As you walk around the hotel, which is more than 100 years old, you can examine the figures and the elegant interior design. While some might prefer more furniture in the hotel, a clear snapshot of the past isn’t hard to gather from each room, especially the ones with photos of the time hung. In addition, you can adore various European architectural styles here!

Important: Former Mikasa Hotel is currently closed for renovation and repair work until 2025’s summer. After the renovation, a cafe space will be on the second floor. A room introducing the history of the Former Mikasa Hotel through panels and videos will also be available.

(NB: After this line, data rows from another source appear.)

//! Schedule result models for the roster generation engine.
//!
//! This module contains the [`MonthSchedule`] type and its associated
//! structures that capture all outputs from a generation run: per-employee
//! day entries and totals, coverage gaps, and the compliance verdict.

use std::collections::BTreeMap;

use chrono::{DateTime, Utc};
use rust_decimal::Decimal;
use serde::{Deserialize, Serialize};

/// A single day's entry for one employee.
///
/// Exactly one entry exists per employee per calendar day at the end of a
/// run. Work entries carry the hours actually derived from the assigned
/// shift; `shift_id` is `None` only when no shifts were defined and the
/// generator fell back to contract-hours accounting.
///
/// # Example
///
/// ```
/// use roster_engine::models::ScheduleEntry;
/// use rust_decimal::Decimal;
///
/// let entry = ScheduleEntry::Work {
///     shift_id: Some("shift_day".to_string()),
///     worked_hours: Decimal::new(80, 1),
///     contract_hours: Decimal::from(8),
///     overtime_hours: Decimal::ZERO,
/// };
/// assert!(matches!(entry, ScheduleEntry::Work { .. }));
/// ```
#[derive(Debug, Clone, PartialEq, Eq, Serialize, Deserialize)]
#[serde(tag = "type", rename_all = "snake_case")]
pub enum ScheduleEntry {
    /// A rest day (planned or forced by labour rules).
    Rest,
    /// A firm-closed holiday.
    Holiday,
    /// A working day with the assigned shift's derived hours.
    Work {
        /// The assigned shift, or None on the contract-hours fallback path.
        shift_id: Option<String>,
        /// Net worked hours for the day (shift span minus break).
        worked_hours: Decimal,
        /// The employee's contract hours at the time of assignment.
        contract_hours: Decimal,
        /// Overtime hours: max(0, worked - contract).
        overtime_hours: Decimal,
    },
}

impl ScheduleEntry {
    /// Returns true for [`ScheduleEntry::Work`] entries.
    pub fn is_work(&self) -> bool {
        matches!(self, ScheduleEntry::Work { .. })
    }

    /// Returns true for [`ScheduleEntry::Rest`] entries.
    pub fn is_rest(&self) -> bool {
        matches!(self, ScheduleEntry::Rest)
    }
}

/// The full month of entries and running totals for one employee.
///
/// Entries accumulate monotonically as days are processed; totals and the
/// compliance verdict are finalized only after all days are processed.
#[derive(Debug, Clone, PartialEq, Eq, Serialize, Deserialize)]
pub struct EmployeeSchedule {
    /// The ID of the employee this schedule belongs to.
    pub employee_id: String,
    /// Day-number (1-based) to entry mapping; one entry per calendar day.
    pub entries: BTreeMap<u32, ScheduleEntry>,
    /// Total worked hours across the month.
    pub total_hours: Decimal,
    /// Total number of Work entries.
    pub total_work_days: u32,
    /// Total number of Rest entries (Holiday entries are not counted).
    pub total_rest_days: u32,
    /// True iff `compliance_issues` is empty.
    pub is_compliant: bool,
    /// Human-readable descriptions of detected labour-rule violations.
    pub compliance_issues: Vec<String>,
}

impl EmployeeSchedule {
    /// Creates an empty schedule for the given employee.
    pub fn new(employee_id: impl Into<String>) -> Self {
        Self {
            employee_id: employee_id.into(),
            entries: BTreeMap::new(),
            total_hours: Decimal::ZERO,
            total_work_days: 0,
            total_rest_days: 0,
            is_compliant: true,
            compliance_issues: Vec::new(),
        }
    }
}

/// A recorded shortfall: fewer employees worked a position on a day than
/// its configured minimum.
///
/// Gaps are append-only observations. The generator never forces an
/// employee back onto a planned or legally-mandated rest day to close one.
#[derive(Debug, Clone, PartialEq, Eq, Serialize, Deserialize)]
pub struct CoverageGap {
    /// The day-number (1-based) the gap occurred on.
    pub day: u32,
    /// The ID of the understaffed position.
    pub position_id: String,
    /// The display name of the understaffed position.
    pub position_name: String,
    /// The configured minimum headcount.
    pub required: u32,
    /// The headcount actually working.
    pub actual: u32,
}

/// The complete result of a generation run.
///
/// Fully constructed by the generator in one pass and immutable once
/// returned. Apart from `generated_at`, repeated runs over identical inputs
/// produce identical values.
///
/// # Example
///
/// ```
/// use roster_engine::models::MonthSchedule;
/// use chrono::Utc;
///
/// let schedule = MonthSchedule {
///     month: 6,
///     year: 2026,
///     generated_at: Utc::now(),
///     employee_schedules: vec![],
///     coverage_gaps: vec![],
/// };
/// assert_eq!(schedule.month, 6);
/// ```
#[derive(Debug, Clone, PartialEq, Eq, Serialize, Deserialize)]
pub struct MonthSchedule {
    /// The scheduled month (1..=12).
    pub month: u32,
    /// The scheduled year.
    pub year: i32,
    /// When the schedule was generated.
    pub generated_at: DateTime<Utc>,
    /// One schedule per assigned employee, in input order.
    pub employee_schedules: Vec<EmployeeSchedule>,
    /// All recorded staffing shortfalls, in day order.
    pub coverage_gaps: Vec<CoverageGap>,
}

impl MonthSchedule {
    /// Returns the schedule for the given employee, if present.
    pub fn employee_schedule(&self, employee_id: &str) -> Option<&EmployeeSchedule> {
        self.employee_schedules
            .iter()
            .find(|s| s.employee_id == employee_id)
    }
}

The Founding of the Former Mikasa Hotel

The Former Mikasa Hotel was founded by Yamamoto Naoyoshi (山本直良), a businessman born in Fukui Prefecture. Graduating from a veterinary degree, he wanted to start a business in dairy farming. So he bought more than 825,000 square meters of land in Karuizawa in 1907.

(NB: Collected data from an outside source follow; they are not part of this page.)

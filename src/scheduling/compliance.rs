//! Post-hoc compliance auditing.
//!
//! After all days are processed, each employee's finalized totals are
//! checked against the monthly target and the weekly hour ceilings. Audit
//! findings are reported as human-readable issue strings on the schedule;
//! they never abort generation.

use rust_decimal::Decimal;

use crate::models::{Employee, EmployeeSchedule};
use crate::scheduling::work_limits::{weekly_ceiling, WorkLimits, WEEK_BUCKETS};

/// Hours by which monthly totals may exceed the target before an issue is
/// raised.
pub const MONTHLY_OVERAGE_TOLERANCE_HOURS: u32 = 8;

/// Audits one employee's finalized schedule, filling in the compliance
/// verdict.
///
/// The monthly target is the calendar's official working-day count times
/// the employee's contract hours (not the employee-specific workable
/// count). An issue is raised when total hours exceed the target by more
/// than [`MONTHLY_OVERAGE_TOLERANCE_HOURS`], and for every week bucket
/// above the employee's weekly ceiling. `is_compliant` ends up true iff no
/// issue was raised.
pub fn audit_employee_schedule(
    schedule: &mut EmployeeSchedule,
    employee: &Employee,
    limits: &WorkLimits,
    official_working_days: u32,
) {
    let target_hours = Decimal::from(official_working_days) * employee.contract_hours.as_decimal();
    let tolerance = Decimal::from(MONTHLY_OVERAGE_TOLERANCE_HOURS);

    if schedule.total_hours > target_hours + tolerance {
        schedule.compliance_issues.push(format!(
            "Monthly hours {} exceed the target of {} by more than {} hours",
            schedule.total_hours.normalize(),
            target_hours.normalize(),
            tolerance.normalize()
        ));
    }

    let ceiling = weekly_ceiling(employee.is_minor);
    for bucket in 0..WEEK_BUCKETS {
        let hours = limits.week_hours(bucket);
        if hours > ceiling {
            schedule.compliance_issues.push(format!(
                "Week {} hours {} exceed the weekly ceiling of {}",
                bucket + 1,
                hours.normalize(),
                ceiling.normalize()
            ));
        }
    }

    schedule.is_compliant = schedule.compliance_issues.is_empty();
}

However, the land’s soil was affected by Mt. Asama’s volcanic activity, so it wasn’t suitable for farming. Noticing the Westerners in Karuizawa and the popularity of Western-style buildings in the town, he decided to open a completely Western-style hotel instead.

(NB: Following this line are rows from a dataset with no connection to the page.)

#[test]
fn test_extended_handoff_blocks_and_full_coverage() {
    let settings = FirmSettings {
        positions: vec![Position {
            id: "pos_001".to_string(),
            name: "Security".to_string(),
            min_per_day: 1,
        }],
        shifts: vec![make_shift("shift_long", (7, 0), (19, 0), 0)], // 12h, extended
        works_on_holidays: false,
        operating_days: all_week(),
    };
    let employees = vec![
        make_employee("emp_001", "pos_001", ContractHours::Twelve, false),
        make_employee("emp_002", "pos_001", ContractHours::Twelve, false),
    ];
    // 30 workable days, target 15 each.
    let calendar = calendar_for(2026, 6, 15, BTreeSet::new());

    let schedule = generate_schedule(&settings, &employees, 6, 2026, &calendar).unwrap();

    // Complementary coverage leaves no gap despite the extended-shift rules.
    assert!(schedule.coverage_gaps.is_empty());

    let first = schedule.employee_schedule("emp_001").unwrap();
    let second = schedule.employee_schedule("emp_002").unwrap();

    // 2-on/2-off: the first employee rests days 1-2 while the second works,
    // then they swap for days 3-4.
    assert!(first.entries[&1].is_rest() && first.entries[&2].is_rest());
    assert!(second.entries[&1].is_work() && second.entries[&2].is_work());
    assert!(first.entries[&3].is_work() && first.entries[&4].is_work());
    assert!(second.entries[&3].is_rest() && second.entries[&4].is_rest());

    assert_eq!(first.total_work_days, 15);
    assert_eq!(second.total_work_days, 15);

    // Both stay compliant: 12h x 15 = 180h against a 15 x 12 = 180h target.
    assert!(first.is_compliant, "issues: {:?}", first.compliance_issues);
    assert!(second.is_compliant, "issues: {:?}", second.compliance_issues);
}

Getting help from Satō Mampei (佐藤万平), who transformed his traditional inn into a partially Western Mampei Hotel in 1894, and carpenters who had rich experience in building villas for the Westerners, Mikasa Hotel was completed in 1905.

What to Pay Attention to When Visiting the Former Mikasa Hotel

Since Mikasa Hotel was completed by the Japanese, who had built villas for foreigners from different countries, the resulting architecture nicely incorporates elements from various Western countries. For example, the design of the door is British style, and the clapboard is German style!

Furthermore, traces of architectural techniques unique to Japan can be found in the Former Mikasa Hotel if you know what to look for. For example, the base of the hotel was raised to increase ventilation to match Karuizawa’s humid climate.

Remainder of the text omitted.